Let $e_x$ and $e_y$ be unit vectors of such a system where $x$ labels the 1st coordinate and $y$ the second.
If your convention is that a rotation of $90^\circ$ that turns $e_x$ into $e_y$ is clockwise, then $c(t) = (\cos t, \sin t)$ is a parametrization of the unit circle in clockwise direction. The reason is that $c(0^\circ) = (1,0) = e_x$ and $c(90^\circ) = (0,1) = e_y$ is then a clockwise turn by definition.
Most 2D coordinate systems draw $e_x$ to the right and $e_y$ upwards, and use the convention that turning $e_x$ onto $e_y$ by $90\circ$ rotation is counter-clockwise (i.e. you are looking at the clock from the front. This means $c(t)$ from above runs counter-clockwise.
If in such a setup you define a turn of $90^\circ$ that maps $e_x$ to $e_y$ is clockwise (you are looking at the clock from the "rear side"), then $c(t)$ is clockwise, too.
A parametrization is not unique. Suppose you parametrize the circle as $(r\cos{t},r\sin{t})$ with $t\in[0,2\pi)$. Then, when $t=0$ you begin at the point $(r,0)$. Then $t$ increases until $t=\pi/2$ and you arrive to the point $(0,r)$, so you are going counterclockwise. If you want to go clockwise you can use $(r\sin{t},r\cos{t})$, and similar things. To check if you are doing it okay, you can do what I did at the begining of the answer. For example, if you use $(-r\cos{t},r\sin{t})$, you begin at $(-r,0)$ and when $t$ increases until $t=\pi/2$ you arrive to $(0,r)$ so you are going clockwise.

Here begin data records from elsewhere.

//! OCR (Optical Character Recognition) Module
//!
//! Turns an object reference into recognized text lines.
//!
//! # Architecture
//!
//! - `TextDetector` trait is the seam to the remote OCR service. It returns raw
//!   content blocks for an object and may fail for any reason.
//! - `TextractDetector` implements it with AWS Textract `DetectDocumentText`,
//!   handing Textract the bucket/key so the image bytes never pass through
//!   this function.
//! - `TextExtractor` keeps only `LINE` blocks, in service order, and folds every
//!   detector failure into the fixed error payload.
//!
//! # Configuration
//!
//! The Textract client is controlled via `TextractConfig` (see `config.rs`):
//! - `region`: overrides the region from the AWS default chain
//! - `endpoint_url`: points the client at an emulator or mock
//! - `timeout_secs`: optional operation timeout (none by default)
//!
//! SDK retries are always disabled.
//!
//! # Usage
//!
//! ```rust,ignore
//! let detector = TextractDetector::from_config(&config.textract).await?;
//! let extractor = TextExtractor::new(Arc::new(detector));
//! let result = extractor.extract(&ObjectLocation::new("bucket", "scan.png")).await;
//! ```

mod api;
mod provider;

use async_trait::async_trait;

use crate::error::Result;
use crate::models::{ContentBlock, ObjectLocation};

pub use api::TextractDetector;
pub use provider::{collect_lines, TextExtractor};

/// Runs text detection against an object that the OCR service reads itself.
#[async_trait]
pub trait TextDetector: Send + Sync {
    async fn detect(&self, location: &ObjectLocation) -> Result<Vec<ContentBlock>>;
}
use axum::routing::any;
use axum::Router;
use tower_http::trace::TraceLayer;

use super::handlers;
use super::AppState;

pub fn create_router(state: AppState) -> Router {
    Router::new()
        .route("/", any(handlers::invoke))
        .route("/{*path}", any(handlers::invoke))
        .layer(TraceLayer::new_for_http())
        .with_state(state)
}
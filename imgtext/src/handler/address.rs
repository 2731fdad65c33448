use std::fmt;

use serde_json::Value;
use tracing::debug;

use crate::error::Result;
use crate::models::{InboundRequest, ADDRESS_FIELD};

/// Separator placed between the values of a repeated address header.
pub const MULTI_VALUE_SEPARATOR: &str = " and ";

/// Request location an address may be read from.
#[derive(Debug, Clone, Copy, PartialEq, Eq)]
pub enum AddressSource {
    QueryString,
    MultiValueHeaders,
    Headers,
    Body,
}

impl fmt::Display for AddressSource {
    fn fmt(&self, f: &mut fmt::Formatter<'_>) -> fmt::Result {
        match self {
            Self::QueryString => write!(f, "queryStringParameters"),
            Self::MultiValueHeaders => write!(f, "multiValueHeaders"),
            Self::Headers => write!(f, "headers"),
            Self::Body => write!(f, "body"),
        }
    }
}

/// Reads one source; `None` covers both a missing source and a missing field.
pub type Lookup = fn(&InboundRequest) -> Result<Option<String>>;

/// Sources in application order. Later entries overwrite earlier ones.
pub const ADDRESS_SOURCES: [(AddressSource, Lookup); 4] = [
    (AddressSource::QueryString, from_query),
    (AddressSource::MultiValueHeaders, from_multi_value_headers),
    (AddressSource::Headers, from_headers),
    (AddressSource::Body, from_body),
];

fn non_empty(value: &str) -> Option<String> {
    (!value.is_empty()).then(|| value.to_string())
}

fn from_query(request: &InboundRequest) -> Result<Option<String>> {
    Ok(request
        .query_string_parameters
        .as_ref()
        .and_then(|params| params.get(ADDRESS_FIELD))
        .and_then(|value| non_empty(value)))
}

fn from_multi_value_headers(request: &InboundRequest) -> Result<Option<String>> {
    Ok(request
        .multi_value_headers
        .as_ref()
        .and_then(|headers| headers.get(ADDRESS_FIELD))
        .filter(|values| !values.is_empty())
        .map(|values| values.join(MULTI_VALUE_SEPARATOR)))
}

fn from_headers(request: &InboundRequest) -> Result<Option<String>> {
    Ok(request
        .headers
        .as_ref()
        .and_then(|headers| headers.get(ADDRESS_FIELD))
        .and_then(|value| non_empty(value)))
}

/// The only lookup that can fail: a non-empty body must be valid JSON.
/// Anything short of a non-empty string field is a miss.
fn from_body(request: &InboundRequest) -> Result<Option<String>> {
    let Some(body) = request.body.as_deref().filter(|b| !b.is_empty()) else {
        return Ok(None);
    };

    let parsed: Value = serde_json::from_str(body)?;
    Ok(parsed
        .get(ADDRESS_FIELD)
        .and_then(Value::as_str)
        .and_then(non_empty))
}

/// Resolve the object address, starting from `placeholder` and letting every
/// present source overwrite the running value.
pub fn resolve_address(request: &InboundRequest, placeholder: &str) -> Result<String> {
    resolve_with(&ADDRESS_SOURCES, request, placeholder)
}

pub fn resolve_with(
    sources: &[(AddressSource, Lookup)],
    request: &InboundRequest,
    placeholder: &str,
) -> Result<String> {
    sources
        .iter()
        .try_fold(placeholder.to_string(), |current, (source, lookup)| {
            match lookup(request)? {
                Some(address) => {
                    debug!(%source, %address, "Address found");
                    Ok(address)
                }
                None => {
                    debug!(%source, "No url");
                    Ok(current)
                }
            }
        })
}
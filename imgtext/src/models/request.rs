use std::collections::HashMap;

use serde::de::{DeserializeOwned, Deserializer};
use serde::{Deserialize, Serialize};

/// Field name carrying the object address in every request location.
pub const ADDRESS_FIELD: &str = "s3_url";

/// The subset of an API Gateway proxy event this function reads.
///
/// Every location is optional. A location whose JSON shape does not match
/// (for example `headers` arriving as an array) is dropped to `None` instead
/// of failing the whole event.
#[derive(Debug, Clone, Default, PartialEq, Serialize, Deserialize)]
#[serde(rename_all = "camelCase")]
pub struct InboundRequest {
    #[serde(default, deserialize_with = "lenient")]
    pub query_string_parameters: Option<HashMap<String, String>>,
    #[serde(default, deserialize_with = "lenient")]
    pub multi_value_headers: Option<HashMap<String, Vec<String>>>,
    #[serde(default, deserialize_with = "lenient")]
    pub headers: Option<HashMap<String, String>>,
    #[serde(default, deserialize_with = "lenient")]
    pub body: Option<String>,
}

fn lenient<'de, D, T>(deserializer: D) -> Result<Option<T>, D::Error>
where
    D: Deserializer<'de>,
    T: DeserializeOwned,
{
    let raw = Option::<serde_json::Value>::deserialize(deserializer)?;
    Ok(raw.and_then(|value| match serde_json::from_value(value) {
        Ok(parsed) => Some(parsed),
        Err(e) => {
            tracing::warn!(error = %e, "Ignoring malformed request location");
            None
        }
    }))
}

impl InboundRequest {
    pub fn with_query(mut self, key: &str, value: &str) -> Self {
        self.query_string_parameters
            .get_or_insert_with(HashMap::new)
            .insert(key.to_string(), value.to_string());
        self
    }

    pub fn with_header(mut self, key: &str, value: &str) -> Self {
        self.headers
            .get_or_insert_with(HashMap::new)
            .insert(key.to_string(), value.to_string());
        self
    }

    pub fn with_multi_value_header(mut self, key: &str, values: &[&str]) -> Self {
        self.multi_value_headers
            .get_or_insert_with(HashMap::new)
            .insert(
                key.to_string(),
                values.iter().map(|v| v.to_string()).collect(),
            );
        self
    }

    pub fn with_body(mut self, body: impl Into<String>) -> Self {
        self.body = Some(body.into());
        self
    }
}
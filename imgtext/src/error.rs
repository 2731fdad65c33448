use axum::{
    http::StatusCode,
    response::{IntoResponse, Response},
    Json,
};
use serde_json::json;
use thiserror::Error;

#[derive(Error, Debug)]
pub enum ImgtextError {
    #[error("Request body is not valid JSON: {0}")]
    InvalidBody(#[from] serde_json::Error),

    #[error("Invalid object address: {0}")]
    InvalidAddress(#[from] url::ParseError),

    #[error("Object address has no bucket host: {0}")]
    MissingBucket(String),

    #[error("Failed to encode response body: {0}")]
    Encode(serde_json::Error),

    #[error("Response body is not a text payload: {0}")]
    Decode(serde_json::Error),

    #[error("Textract error: {0}")]
    Textract(String),

    #[error("Configuration error: {0}")]
    Config(String),

    #[error("IO error: {0}")]
    Io(#[from] std::io::Error),
}

/// Failed invocations surface the way API Gateway reports a crashed Lambda:
/// no custom body, just the gateway's generic message.
impl IntoResponse for ImgtextError {
    fn into_response(self) -> Response {
        tracing::error!(error = %self, "Invocation failed");

        let body = Json(json!({
            "message": "Internal server error"
        }));

        (StatusCode::BAD_GATEWAY, body).into_response()
    }
}

pub type Result<T> = std::result::Result<T, ImgtextError>;
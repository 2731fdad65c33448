//! AWS Lambda entry point.

use lambda_runtime::{service_fn, Error, LambdaEvent};
use tracing::info;

use crate::handler::RequestHandler;
use crate::models::{HttpResponse, InboundRequest};

/// Handle one invocation. Input errors surface as a failed invocation so the
/// gateway answers with its own error response.
pub async fn function_handler(
    event: LambdaEvent<InboundRequest>,
    handler: &RequestHandler,
) -> Result<HttpResponse, Error> {
    let (request, context) = event.into_parts();
    info!(request_id = %context.request_id, "Invocation received");

    Ok(handler.handle(&request).await?)
}

pub async fn run(handler: RequestHandler) -> Result<(), Error> {
    lambda_runtime::run(service_fn(|event| function_handler(event, &handler))).await
}
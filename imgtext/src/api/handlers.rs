use axum::extract::State;
use axum::http::{HeaderValue, StatusCode};
use axum::response::{IntoResponse, Response};

use crate::api::extractors::GatewayEvent;
use crate::api::state::AppState;
use crate::error::ImgtextError;
use crate::models::HttpResponse;

/// Any method, any path: the function has a single behavior.
pub async fn invoke(
    State(state): State<AppState>,
    GatewayEvent(request): GatewayEvent,
) -> Result<HttpResponse, ImgtextError> {
    state.handler.handle(&request).await
}

impl IntoResponse for HttpResponse {
    fn into_response(self) -> Response {
        let status =
            StatusCode::from_u16(self.status_code).unwrap_or(StatusCode::INTERNAL_SERVER_ERROR);
        let mut response = (status, self.body).into_response();

        let headers = response.headers_mut();
        for (name, value) in self.headers.entries() {
            match HeaderValue::from_str(value) {
                Ok(value) => {
                    headers.insert(name, value);
                }
                Err(e) => tracing::warn!(header = name, error = %e, "Dropping invalid header"),
            }
        }

        response
    }
}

You can also use tangent vectors. Suppose we wanted to know if $c(t)=(-r\cos{t},r\sin{t})$ is clockwise. First, we check at what point we are when $t=0$, in this case $(-r,0)$. Now we have that $c^\prime(t)=(r\sin{t},r\cos{t})$, so $c^\prime(0)=(0,r)$. So from $(-r,0)$ you go "up" because the vector $(0,r)$ is a vertical vector that goes "up", and you are clockwise.